HEAP’s sudden closure and reopening has fueled confusion on the ground. As recently as this Monday, a HEAP hotline in Monroe County — which administers benefits in the Rochester area — said the regular heating assistance portion of the program was closed, as did the county website. (Monroe County spokesperson Molly Clifford said the county has been processing new paper applications since last week, and the hotline and website were updated by Tuesday afternoon.)

Meanwhile, other Northeast states continue to distribute federal heating assistance funds as usual. Spokespeople for the relevant agencies in Connecticut, Massachusetts, and Vermont all confirmed to New York Focus that their programs are running normally.

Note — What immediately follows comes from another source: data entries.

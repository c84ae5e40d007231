//! Diversity-aware retrieval and the broadened second pass.

use crate::types::{ContextBundle, Document, SearchParams};
use crate::vector_index::VectorSearch;
use helpdesk_core::config::RetrievalConfig;
use helpdesk_core::AppResult;
use std::sync::Arc;

/// Wraps vector search with the two fixed retrieval breadths.
#[derive(Clone)]
pub struct Retriever {
    search: Arc<dyn VectorSearch>,
    first_pass: SearchParams,
    expanded_pass: SearchParams,
}

impl Retriever {
    pub fn new(
        search: Arc<dyn VectorSearch>,
        first_pass: SearchParams,
        expanded_pass: SearchParams,
    ) -> Self {
        Self {
            search,
            first_pass,
            expanded_pass,
        }
    }

    /// MMR passes sized from configuration (8 of 24, then 12 of 32 by default).
    pub fn from_config(search: Arc<dyn VectorSearch>, config: &RetrievalConfig) -> Self {
        Self::new(
            search,
            SearchParams::mmr(config.k, config.fetch_k, config.mmr_lambda),
            SearchParams::mmr(config.expanded_k, config.expanded_fetch_k, config.mmr_lambda),
        )
    }

    async fn fetch(&self, query: &str, params: &SearchParams) -> AppResult<Vec<Document>> {
        let results = self.search.search(query, params).await?;
        Ok(results.into_iter().map(|(doc, _score)| doc).collect())
    }

    /// First retrieval pass, in search order.
    pub async fn retrieve(&self, query: &str) -> AppResult<ContextBundle> {
        let documents = self.fetch(query, &self.first_pass).await?;
        let bundle = ContextBundle::from_documents(documents);

        tracing::info!(documents = bundle.len(), "Retrieved context");
        Ok(bundle)
    }

    /// Broader second pass merged into `existing` by content.
    pub async fn expand(&self, query: &str, existing: ContextBundle) -> AppResult<ContextBundle> {
        let before = existing.len();
        let extra = self.fetch(query, &self.expanded_pass).await?;
        let fetched = extra.len();
        let merged = existing.merge(extra);

        tracing::info!(
            before,
            fetched,
            after = merged.len(),
            "Expanded context"
        );
        Ok(merged)
    }
}

#[cfg(test)]
mod tests {
    use super::*;
    use std::sync::Mutex;

    /// Returns a fixed list per `k` and records every call.
    struct ScriptedSearch {
        by_k: Vec<(usize, Vec<&'static str>)>,
        calls: Mutex<Vec<SearchParams>>,
    }

    #[async_trait::async_trait]
    impl VectorSearch for ScriptedSearch {
        async fn search(
            &self,
            _query: &str,
            params: &SearchParams,
        ) -> AppResult<Vec<(Document, f32)>> {
            self.calls.lock().unwrap().push(*params);
            let texts = self
                .by_k
                .iter()
                .find(|(k, _)| *k == params.k)
                .map(|(_, t)| t.clone())
                .unwrap_or_default();
            Ok(texts
                .into_iter()
                .enumerate()
                .map(|(i, t)| (Document::new("faq.md", i as u32, t), 1.0))
                .collect())
        }
    }

    fn retriever(search: Arc<ScriptedSearch>) -> Retriever {
        Retriever::from_config(search, &RetrievalConfig::default())
    }

    #[tokio::test]
    async fn test_retrieve_uses_first_pass_params() {
        let search = Arc::new(ScriptedSearch {
            by_k: vec![(8, vec!["a", "b"])],
            calls: Mutex::new(Vec::new()),
        });

        let bundle = retriever(search.clone()).retrieve("q").await.unwrap();

        assert_eq!(bundle.text(), "a\nb");
        assert_eq!(
            search.calls.lock().unwrap()[0],
            SearchParams::mmr(8, 24, 0.5)
        );
    }

    #[tokio::test]
    async fn test_expand_merges_stably() {
        let search = Arc::new(ScriptedSearch {
            by_k: vec![(8, vec!["a", "b"]), (12, vec!["b", "c", "a", "d"])],
            calls: Mutex::new(Vec::new()),
        });
        let retriever = retriever(search.clone());

        let first = retriever.retrieve("q").await.unwrap();
        let merged = retriever.expand("q", first).await.unwrap();

        assert_eq!(merged.text(), "a\nb\nc\nd");
        assert_eq!(
            search.calls.lock().unwrap()[1],
            SearchParams::mmr(12, 32, 0.5)
        );
    }
}
//! Prompt builder for rendering templates.

use crate::types::{BuiltPrompt, PromptDefinition};
use handlebars::Handlebars;
use helpdesk_core::{AppError, AppResult};
use std::collections::HashMap;

/// Build a prompt from a definition and input variables.
///
/// Both the system instruction and the user template are rendered with
/// the same variables. Missing variables render as empty strings.
///
/// # Example
/// ```no_run
/// use helpdesk_prompt::{build_prompt, PromptDefinition};
/// use std::collections::HashMap;
///
/// # fn example(def: PromptDefinition) -> Result<(), Box<dyn std::error::Error>> {
/// let mut vars = HashMap::new();
/// vars.insert("query".to_string(), "How do I activate my eSIM?".to_string());
///
/// let built = build_prompt(&def, &vars)?;
/// println!("User prompt: {}", built.user);
/// # Ok(())
/// # }
/// ```
pub fn build_prompt(
    definition: &PromptDefinition,
    variables: &HashMap<String, String>,
) -> AppResult<BuiltPrompt> {
    tracing::debug!("Building prompt: {}", definition.id);

    let system = definition
        .system
        .as_deref()
        .map(|template| render_template(template, variables))
        .transpose()?;
    let user = render_template(&definition.template, variables)?;

    Ok(BuiltPrompt {
        system,
        user,
        source_prompt_id: definition.id.clone(),
    })
}

/// Render a Handlebars template with variables.
fn render_template(template: &str, variables: &HashMap<String, String>) -> AppResult<String> {
    let mut handlebars = Handlebars::new();

    // Retrieved passages are plain text; never HTML-escape them
    handlebars.register_escape_fn(handlebars::no_escape);

    handlebars
        .register_template_string("prompt", template)
        .map_err(|e| AppError::Prompt(format!("Failed to register template: {}", e)))?;

    let rendered = handlebars
        .render("prompt", variables)
        .map_err(|e| AppError::Prompt(format!("Failed to render template: {}", e)))?;

    Ok(rendered)
}

#[cfg(test)]
mod tests {
    use super::*;
    use crate::defaults::{builtin_prompt, ANSWER_PROMPT_ID, REASON_PROMPT_ID};

    fn vars(pairs: &[(&str, &str)]) -> HashMap<String, String> {
        pairs
            .iter()
            .map(|(k, v)| (k.to_string(), v.to_string()))
            .collect()
    }

    #[test]
    fn test_render_simple_template() {
        let result = render_template("Question: {{query}}", &vars(&[("query", "Hello")]));
        assert_eq!(result.unwrap(), "Question: Hello");
    }

    #[test]
    fn test_render_does_not_escape() {
        let result = render_template("{{context}}", &vars(&[("context", "<b>9am & 9pm</b>")]));
        assert_eq!(result.unwrap(), "<b>9am & 9pm</b>");
    }

    #[test]
    fn test_render_template_missing_variable() {
        let result = render_template("Question: {{missing}}", &HashMap::new());
        assert_eq!(result.unwrap(), "Question: ");
    }

    #[test]
    fn test_render_invalid_template() {
        let result = render_template("{{#if}}", &HashMap::new());
        assert!(matches!(result, Err(AppError::Prompt(_))));
    }

    #[test]
    fn test_build_answer_prompt() {
        let def = builtin_prompt(ANSWER_PROMPT_ID).unwrap();
        let built = build_prompt(
            &def,
            &vars(&[
                ("query", "What are Wi-Fi support hours?"),
                ("context", "Wi-Fi support hours are 9am-9pm"),
            ]),
        )
        .unwrap();

        assert_eq!(
            built.user,
            "Context:\nWi-Fi support hours are 9am-9pm\n\nQuestion: What are Wi-Fi support hours?\n\nAnswer clearly:"
        );
        assert_eq!(built.source_prompt_id, ANSWER_PROMPT_ID);
        assert!(built.system.is_some());
    }

    #[test]
    fn test_build_without_system() {
        let mut def = builtin_prompt(REASON_PROMPT_ID).unwrap();
        def.system = None;

        let built = build_prompt(&def, &vars(&[("query", "q"), ("context", "c")])).unwrap();
        assert_eq!(built.system, None);
        assert_eq!(built.user, "Question:\nq\n\nContext:\nc");
    }
}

So what explains the abrupt closure in New York?

Absent answers from OTDA, most can only speculate. For now, advocates are mostly just relieved that the program is open again. But some are still concerned about what this episode could spell for the program’s future.

It’s still unclear, for one, how long regular and emergency HEAP benefits will stay open this year, and whether Hochul’s $35 million reshuffle will be enough to see the nearly $400 million program through to the spring.

And the number of households signing up for HEAP is due to keep increasing in the coming years as the state implements a new law to notify seniors enrolled in a low-income health program that they qualify for heating assistance, too. The Public Utility Law Project estimates that only about half of households eligible for HEAP are currently receiving the benefits. With federal funding levels unlikely to increase under a Republican-led Congress, new applicants could find themselves fighting over a shrinking pie.

That’s if New York continues to receive federal aid more or less as usual under President Donald Trump — something his new administration has already repeatedly cast into doubt, whether through its since-rescinded freeze on all federal spending or threats to cut off MTA funding if the state doesn’t cooperate with his deportation agenda.

As things stand now, another important leg of the HEAP program — the cooling benefit that helps New Yorkers buy air conditioners during the summer — already routinely runs out of money before the season is over, said Carforo, of WEACT.

“This is the first time in recent memory we’ve run out of HEAP benefits in the winter,” Carforo said. “We run out of HEAP in the summer nearly every year.”

That can have deadly consequences: On average, some 350 New York City residents die of heat stress every year, according to the city, and lack of air conditioning is the biggest reason. (By comparison, the city estimates deaths from cold exposure at about 15 per year, though it says that is likely an undercount.)

Wheelock, of the Public Utility Law Project, said New York needs to be prepared to put more of its own money into utility assistance to help close the gaps around HEAP.

“If there isn’t any federal funding next year, how can we help the people who rely on this?” she asked lawmakers last week. “We need to shore up the programs while we need to build and grow as a state as well.”

Ultimately, she was grateful that New York was able to reopen the program after advocates raised the alarm. “But we have to learn from it,” she said.